Despite dabbling with the other genres, reggae seems to be what comes most naturally to them, as it is typically incorporated in their style through their ska roots. An example of everything that works about this album is in the song “Break the Mold”, which is a slowed down reggae version of their original tune. Like many of their songs, lyrically this song is a call to arms to move against the establishment and define yourself by your own personal truths. This idea of not defining yourself by the commonly excepted roles that society has to offer is exemplified by the lyrics which state “You are the one whose been living it/ Break the mold, no you don’t have to take it.” And while the lyrics are not Bob Dylan by any stretch of the imagination, they are given a personal truth by the impassioned performance given by the members of Authority Zero.
The song that appealed to me the most with the album is “Big Bad World” which was preformed as it normally is. However, this song, even in its original form, incorporates multiple styles with its driving bass and drums, and upstroke guitar playing. What stands out to me as well, is the fact that some of the lyrics sound like DeVore is rapping, which to me this song was a more adult attempt at trying to incorporate multiple artistries into one.
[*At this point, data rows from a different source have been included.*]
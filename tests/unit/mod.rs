//! Integration test entry point: end-to-end scenarios and the core
//! matching properties, exercised against the public crate surface
//! rather than `#[cfg(test)]` internals.

mod invariants;
mod proptest_conservation;
mod scenarios;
The song that directly follows “Big Bad World is called “12:34” and it is done in a lounge versions, which makes it an absolute trip. The smooth jazz feeling of this song seems natural and does not betray the punk roots of this song. DeVore’s vocals in this song are like a punk version of Frank Sinatra and come across as absurd and strangely appealing.
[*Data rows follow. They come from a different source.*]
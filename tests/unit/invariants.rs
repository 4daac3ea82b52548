//! Core matching invariants, each exercised directly against the
//! named property rather than re-deriving it from a scenario.

use matching_engine::prelude::*;

fn limit(side: Side, price: u64, qty: u64) -> Order {
    Order::limit(side, Price::new(price), Quantity::new(qty))
}

#[tokio::test]
async fn directory_structure_consistency_after_mixed_operations() {
    let harness = MatchingHarness::new("XYZ");
    let mut ids = Vec::new();
    for i in 0..20 {
        let o = limit(Side::Buy, 100 + (i % 5), 1);
        ids.push(o.id);
        harness.submit(o).await.unwrap();
    }
    for id in ids.iter().step_by(3) {
        harness.cancel(*id).await;
    }

    let expected_live = ids.iter().step_by(3).count();
    assert_eq!(harness.depth_count(Side::Buy).await, 20 - expected_live);
}

#[tokio::test]
async fn price_time_priority_holds_at_every_level() {
    let harness = MatchingHarness::new("XYZ");
    // Later, better price must win regardless of arrival order.
    harness.submit(limit(Side::Buy, 100, 1)).await.unwrap();
    harness.submit(limit(Side::Buy, 105, 1)).await.unwrap();
    harness.submit(limit(Side::Buy, 102, 1)).await.unwrap();

    let snap = harness.snapshot(3).await;
    let prices: Vec<_> = snap.bids.iter().map(|l| l.price).collect();
    assert_eq!(prices, vec![105, 102, 100]);
}

#[tokio::test]
async fn conservation_of_quantity_across_a_single_submit() {
    let harness = MatchingHarness::new("XYZ");
    harness.submit(limit(Side::Sell, 100, 3)).await.unwrap();
    harness.submit(limit(Side::Sell, 101, 4)).await.unwrap();

    let initial_qty = 10u64;
    let trades = harness.submit(limit(Side::Buy, 101, initial_qty)).await.unwrap();

    let traded: u64 = trades.iter().map(|t| t.quantity.raw()).sum();
    let residual = harness
        .snapshot(5)
        .await
        .bids
        .first()
        .map(|l| l.qty)
        .unwrap_or(0);

    assert_eq!(traded + residual, initial_qty);
}

#[tokio::test]
async fn execution_is_always_at_the_resting_price() {
    let harness = MatchingHarness::new("XYZ");
    harness.submit(limit(Side::Sell, 100, 5)).await.unwrap();
    let trades = harness.submit(limit(Side::Buy, 150, 5)).await.unwrap();
    assert_eq!(trades[0].price, Price::new(100));
}

#[tokio::test]
async fn no_cross_invariant_after_submit_returns() {
    let harness = MatchingHarness::new("XYZ");
    harness.submit(limit(Side::Sell, 110, 100)).await.unwrap();
    harness.submit(limit(Side::Buy, 105, 10)).await.unwrap();

    let snap = harness.snapshot(1).await;
    let bid = snap.bids.first().map(|l| l.price);
    let ask = snap.asks.first().map(|l| l.price);
    if let (Some(b), Some(a)) = (bid, ask) {
        assert!(b < a);
    }
}

#[tokio::test]
async fn cancel_idempotence() {
    let harness = MatchingHarness::new("XYZ");
    let order = limit(Side::Buy, 100, 1);
    let id = order.id;
    harness.submit(order).await.unwrap();

    let first = harness.cancel(id).await;
    let second = harness.cancel(id).await;
    assert!(first);
    assert!(!second);
}

#[tokio::test]
async fn snapshot_monotonicity_without_intervening_mutation() {
    let harness = MatchingHarness::new("XYZ");
    harness.submit(limit(Side::Buy, 100, 5)).await.unwrap();
    let a = harness.snapshot(5).await;
    let b = harness.snapshot(5).await;
    assert_eq!(a, b);
}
As far as instrumentation is concerned, this live album is flawless. You don’t ever hear fret buzzes from the guitar or bass sections and the drums are never overpowering. A lot of credit needs to be given to the mix, which with its perfectly leveled balances lends a real professional feel to the album as a whole.
You will not find more professional sounding punk musicians than Authority Zero and their passion for what they are playing is embodied in their flawless musicianship. And
while Less Rhythm More Booze is probably not for every casual rock n roll listener, it is a definite must for people who are fans of punks playing acoustic.